In “real-life” situations, do we need to carry out the chain of computations we carry out above? No…because R provides wrapper functions to help us:

(Sigma <- vcov(lm.out)) # compute the variance-covariance matrix

##             (Intercept)           x
## (Intercept)  0.10344444 -0.01652116
## x           -0.01652116  0.00343436

cov2cor(Sigma)          # convert the covariance to correlation

##             (Intercept)          x
## (Intercept)   1.0000000 -0.8765245
## x            -0.8765245  1.0000000

(We note that the difference between the correlation coefficient computed above and that output by cov2cor() is entirely due to round-off error.)

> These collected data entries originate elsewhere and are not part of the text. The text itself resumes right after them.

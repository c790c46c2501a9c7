//! Nearest-neighbor ranking over a result's vector records.
//!
//! A flat cosine-similarity scan is sufficient at the expected corpus size
//! (tens of chunks per document, content length is capped upstream), so no
//! index structure is built. Ties are broken by original insertion order.

use crate::embedding::cosine_similarity;
use crate::models::VectorRecord;

/// A record paired with its similarity score for one query.
#[derive(Debug, Clone)]
pub struct RankedRecord<'a> {
    pub record: &'a VectorRecord,
    pub score: f32,
}

/// Rank `records` by descending cosine similarity to `query` and return the
/// top `k`.
///
/// Equal scores keep their original insertion order (stable sort). Records
/// whose embedding dimensionality differs from the query score `0.0` rather
/// than erroring, so one malformed vector cannot poison retrieval.
pub fn rank_records<'a>(
    records: &'a [VectorRecord],
    query: &[f32],
    k: usize,
) -> Vec<RankedRecord<'a>> {
    let mut ranked: Vec<RankedRecord<'a>> = records
        .iter()
        .map(|record| RankedRecord {
            record,
            score: cosine_similarity(query, &record.embedding),
        })
        .collect();

    ranked.sort_by(|a, b| {
        b.score
            .partial_cmp(&a.score)
            .unwrap_or(std::cmp::Ordering::Equal)
    });
    ranked.truncate(k);
    ranked
}

#[cfg(test)]
mod tests {
    use super::*;
    use crate::models::Chunk;

    fn record(text: &str, offset: usize, embedding: Vec<f32>) -> VectorRecord {
        VectorRecord {
            chunk: Chunk {
                text: text.to_string(),
                offset,
            },
            embedding,
        }
    }

    #[test]
    fn test_top_k_descending() {
        let records = vec![
            record("a", 0, vec![1.0, 0.0]),
            record("b", 1, vec![0.0, 1.0]),
            record("c", 2, vec![0.9, 0.1]),
            record("d", 3, vec![0.5, 0.5]),
            record("e", 4, vec![-1.0, 0.0]),
        ];
        let query = vec![1.0, 0.0];

        let top = rank_records(&records, &query, 3);
        let texts: Vec<&str> = top.iter().map(|r| r.record.chunk.text.as_str()).collect();
        assert_eq!(texts, vec!["a", "c", "d"]);
        assert!(top[0].score >= top[1].score && top[1].score >= top[2].score);
    }

    #[test]
    fn test_tie_break_insertion_order() {
        // Parallel vectors of different magnitude have identical cosine
        // similarity; the earlier insertion must win.
        let records = vec![
            record("first", 0, vec![2.0, 0.0]),
            record("second", 1, vec![1.0, 0.0]),
            record("third", 2, vec![0.0, 1.0]),
        ];
        let top = rank_records(&records, &[1.0, 0.0], 2);
        assert_eq!(top[0].record.chunk.text, "first");
        assert_eq!(top[1].record.chunk.text, "second");
    }

    #[test]
    fn test_k_larger_than_corpus() {
        let records = vec![record("only", 0, vec![1.0])];
        assert_eq!(rank_records(&records, &[1.0], 3).len(), 1);
    }

    #[test]
    fn test_empty_records() {
        assert!(rank_records(&[], &[1.0, 0.0], 3).is_empty());
    }

    #[test]
    fn test_mismatched_dims_score_zero() {
        let records = vec![
            record("bad", 0, vec![1.0, 0.0, 0.0]),
            record("good", 1, vec![1.0, 0.0]),
        ];
        let top = rank_records(&records, &[1.0, 0.0], 2);
        assert_eq!(top[0].record.chunk.text, "good");
        assert_eq!(top[1].score, 0.0);
    }
}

6.3.6 Tying Covariance to Simple Logistic Regression

In the last example, we state that the variance-covariance matrix for simple linear regression is given by \[ \boldsymbol{\Sigma} = \sigma^2 (\mathbf{X}^T\mathbf{X})^{-1} \,. \] A similar expression exists for logistic regression: \[ \boldsymbol{\Sigma} = (\mathbf{X}^T \mathbf{W} \mathbf{X})^{-1} \,, \] where the diagonal weight matrix $\mathbf{W}$ is given by \[ \mathbf{W} = \left( \begin{array}{cccc} \frac{\exp(\hat{\beta}_0 + \hat{\beta}_1x_1)}{(1+\exp(\hat{\beta}_0 + \hat{\beta}_1x_1))^2} & 0 & \cdots & 0 \\ 0 & \frac{\exp(\hat{\beta}_0 + \hat{\beta}_1x_2)}{(1+\exp(\hat{\beta}_0 + \hat{\beta}_1x_2))^2} & \cdots & 0 \\ \vdots & \vdots & \ddots & \vdots \\ 0 & 0 & \cdots & \frac{\exp(\hat{\beta}_0 + \hat{\beta}_1x_n)}{(1+\exp(\hat{\beta}_0 + \hat{\beta}_1x_n))^2} \end{array} \right) \,. \] Note that if we were to replace every non-zero matrix entry above with $1/\sigma^2$, we would recover the expression $\boldsymbol{\Sigma} = \sigma^2 (\mathbf{X}^T\mathbf{X})^{-1}$.

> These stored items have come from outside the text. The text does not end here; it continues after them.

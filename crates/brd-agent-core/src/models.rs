//! Core data models used throughout BRD Agent.
//!
//! These types represent the documents, chunks, vector records, and analysis
//! jobs/results that flow through the extraction and retrieval pipeline.

use chrono::{DateTime, Utc};
use serde::{Deserialize, Serialize};

use crate::insights::Insights;

/// How the source content entered the system.
#[derive(Debug, Clone, Copy, PartialEq, Eq, Serialize, Deserialize)]
#[serde(rename_all = "lowercase")]
pub enum InputKind {
    /// Plain-text file read from disk (CLI path).
    File,
    /// Pasted text snippet.
    Text,
    /// Meeting URL resolved to a transcript.
    Url,
}

/// A submitted communication awaiting (or referenced by) analysis.
///
/// Immutable once stored. `content` is truncated to the configured cap at
/// submission time, before chunking or prompting.
#[derive(Debug, Clone, Serialize, Deserialize)]
#[serde(rename_all = "camelCase")]
pub struct Document {
    pub id: String,
    pub file_name: String,
    /// Communication channel tag (e.g. `"email"`, `"slack"`, `"meeting"`).
    pub channel: String,
    pub kind: InputKind,
    pub content: String,
    pub uploaded_at: DateTime<Utc>,
}

/// A contiguous character window of a document's content.
#[derive(Debug, Clone, PartialEq, Eq, Serialize, Deserialize)]
pub struct Chunk {
    pub text: String,
    /// Starting character index within the source document.
    pub offset: usize,
}

/// A chunk paired with its embedding vector.
///
/// Stored in insertion order inside the owning [`AnalysisResult`]; ranking
/// relies on that order for tie-breaking.
#[derive(Debug, Clone, Serialize, Deserialize)]
pub struct VectorRecord {
    pub chunk: Chunk,
    pub embedding: Vec<f32>,
}

/// Lifecycle state of an analysis job. `Complete` is terminal.
#[derive(Debug, Clone, Copy, PartialEq, Eq, Serialize, Deserialize)]
#[serde(rename_all = "lowercase")]
pub enum JobStatus {
    Processing,
    Complete,
}

/// Progress record for one orchestration run.
///
/// `completed_steps` is append-only and only ever mutated by the
/// orchestrator through the store. Once `status` is `Complete` no field
/// changes again.
#[derive(Debug, Clone, Serialize, Deserialize)]
#[serde(rename_all = "camelCase")]
pub struct AnalysisJob {
    pub id: String,
    pub status: JobStatus,
    /// The fixed step plan, set at creation.
    pub steps: Vec<String>,
    pub completed_steps: Vec<String>,
    /// 0–100. Progress-derived while processing; superseded by the
    /// insights' own score when the job finishes.
    pub confidence: u8,
    #[serde(skip_serializing_if = "Option::is_none")]
    pub result_id: Option<String>,
    pub created_at: DateTime<Utc>,
}

impl AnalysisJob {
    /// Create a fresh job in `Processing` state with the given step plan.
    pub fn new(id: impl Into<String>, steps: &[&str]) -> Self {
        Self {
            id: id.into(),
            status: JobStatus::Processing,
            steps: steps.iter().map(|s| s.to_string()).collect(),
            completed_steps: Vec::new(),
            confidence: 0,
            result_id: None,
            created_at: Utc::now(),
        }
    }
}

/// The persisted output of one analysis run. Write-once, read-heavy.
#[derive(Debug, Clone, Serialize, Deserialize)]
#[serde(rename_all = "camelCase")]
pub struct AnalysisResult {
    pub id: String,
    pub document_id: String,
    pub file_name: String,
    pub kind: InputKind,
    pub insights: Insights,
    /// Per-chunk embeddings kept for retrieval-augmented chat.
    pub records: Vec<VectorRecord>,
    /// Narrative requirements document rendered from the insights.
    pub narrative: String,
    pub created_at: DateTime<Utc>,
}

/// Lightweight listing row for an [`AnalysisResult`].
#[derive(Debug, Clone, Serialize)]
#[serde(rename_all = "camelCase")]
pub struct ResultSummary {
    pub id: String,
    pub file_name: String,
    pub kind: InputKind,
    pub confidence_score: u8,
    pub created_at: DateTime<Utc>,
}

impl AnalysisResult {
    pub fn summary(&self) -> ResultSummary {
        ResultSummary {
            id: self.id.clone(),
            file_name: self.file_name.clone(),
            kind: self.kind,
            confidence_score: self.insights.confidence_score,
            created_at: self.created_at,
        }
    }
}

Below, we show how to populate the $\mathbf{W}$ matrix and use it to determine the variance-covariance matrix.

# run simple logistic regression on training dataset
log.out <- glm(class~col.iz,data=df.train,family=binomial)
summary(log.out)

## 
## Call:
## glm(formula = class ~ col.iz, family = binomial, data = df.train)
## 
## Coefficients:
##             Estimate Std. Error z value Pr(>|z|)   
## (Intercept)  0.16841    0.09265   1.818  0.06911 . 
## col.iz      -0.96729    0.31051  -3.115  0.00184 **
## ---
## Signif. codes:  0 '***' 0.001 '**' 0.01 '*' 0.05 '.' 0.1 ' ' 1
## 
## (Dispersion parameter for binomial family taken to be 1)
## 
##     Null deviance: 970.41  on 699  degrees of freedom
## Residual deviance: 958.16  on 698  degrees of freedom
## AIC: 962.16
## 
## Number of Fisher Scoring iterations: 4

hat.beta0 <- log.out$coefficients[1]
hat.beta1 <- log.out$coefficients[2]
e         <- exp(hat.beta0 + hat.beta1*df.train$col.iz)
W         <- diag(e/(1+e)^2)
X         <- cbind(rep(1,nrow(df.train)),df.train$col.iz)
(Sigma    <- solve(t(X) %*% W %*% X))

##              [,1]        [,2]
## [1,]  0.008584293 -0.01635715
## [2,] -0.016357147  0.09641920

sqrt(Sigma[1,1])

## [1] 0.09265146

sqrt(Sigma[2,2])

## [1] 0.3105144

We see that the diagonal elements match the standard errors output by the summary() function. We can find the correlation between $\hat{\beta}_0$ and $\hat{\beta}_1$ by using the function cov2cor():

cov2cor(Sigma)

##            [,1]       [,2]
## [1,]  1.0000000 -0.5685564
## [2,] -0.5685564  1.0000000

The correlation is not as strong as we observed above in our simple linear regression example, but in absolute terms we would still say that $\hat{\beta}_0$ and $\hat{\beta}_1$ are strongly negatively correlated.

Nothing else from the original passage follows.